The problem — For the entries that follow, count the lines containing the string "with" and write only the number.
**** Records to use
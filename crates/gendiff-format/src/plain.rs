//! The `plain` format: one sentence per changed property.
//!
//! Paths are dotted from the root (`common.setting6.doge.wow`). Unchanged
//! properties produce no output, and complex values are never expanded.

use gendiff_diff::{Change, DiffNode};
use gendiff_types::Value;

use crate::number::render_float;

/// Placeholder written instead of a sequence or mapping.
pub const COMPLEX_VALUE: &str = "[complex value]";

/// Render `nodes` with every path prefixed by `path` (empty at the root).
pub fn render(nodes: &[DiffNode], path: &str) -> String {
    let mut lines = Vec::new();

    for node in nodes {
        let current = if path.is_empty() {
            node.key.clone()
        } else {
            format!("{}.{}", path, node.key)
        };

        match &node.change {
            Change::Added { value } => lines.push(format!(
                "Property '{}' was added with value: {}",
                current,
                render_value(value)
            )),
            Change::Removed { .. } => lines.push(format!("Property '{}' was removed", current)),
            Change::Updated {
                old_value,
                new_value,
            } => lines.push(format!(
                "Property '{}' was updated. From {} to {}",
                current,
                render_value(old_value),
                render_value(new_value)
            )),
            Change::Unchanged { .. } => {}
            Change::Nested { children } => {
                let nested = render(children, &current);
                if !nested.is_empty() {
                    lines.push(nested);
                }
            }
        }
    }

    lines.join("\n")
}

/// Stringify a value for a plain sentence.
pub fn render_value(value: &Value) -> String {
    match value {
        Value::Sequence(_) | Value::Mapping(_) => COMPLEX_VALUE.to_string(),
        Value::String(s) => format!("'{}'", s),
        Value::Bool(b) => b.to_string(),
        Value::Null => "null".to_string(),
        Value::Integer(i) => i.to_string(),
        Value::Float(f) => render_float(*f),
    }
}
********
**** Records to use
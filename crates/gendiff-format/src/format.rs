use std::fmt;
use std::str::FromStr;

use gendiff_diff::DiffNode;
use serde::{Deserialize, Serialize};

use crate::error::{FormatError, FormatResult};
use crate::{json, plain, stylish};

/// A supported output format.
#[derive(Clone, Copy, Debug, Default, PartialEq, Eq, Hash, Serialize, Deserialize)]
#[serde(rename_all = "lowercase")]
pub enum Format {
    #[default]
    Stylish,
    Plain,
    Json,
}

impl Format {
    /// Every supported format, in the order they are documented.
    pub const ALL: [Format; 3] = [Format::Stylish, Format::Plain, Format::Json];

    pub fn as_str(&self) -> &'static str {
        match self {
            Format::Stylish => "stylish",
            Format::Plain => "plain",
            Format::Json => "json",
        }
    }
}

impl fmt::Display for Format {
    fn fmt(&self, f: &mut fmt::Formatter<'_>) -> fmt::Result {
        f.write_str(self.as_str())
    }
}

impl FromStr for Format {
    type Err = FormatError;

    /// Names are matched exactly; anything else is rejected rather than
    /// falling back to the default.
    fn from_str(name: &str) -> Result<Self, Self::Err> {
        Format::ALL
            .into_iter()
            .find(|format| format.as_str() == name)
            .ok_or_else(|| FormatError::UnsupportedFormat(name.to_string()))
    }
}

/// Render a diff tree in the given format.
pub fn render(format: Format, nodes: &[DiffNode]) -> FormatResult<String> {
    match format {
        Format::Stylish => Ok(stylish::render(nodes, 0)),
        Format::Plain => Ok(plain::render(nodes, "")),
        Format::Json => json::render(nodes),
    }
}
********
Answer to this task — 2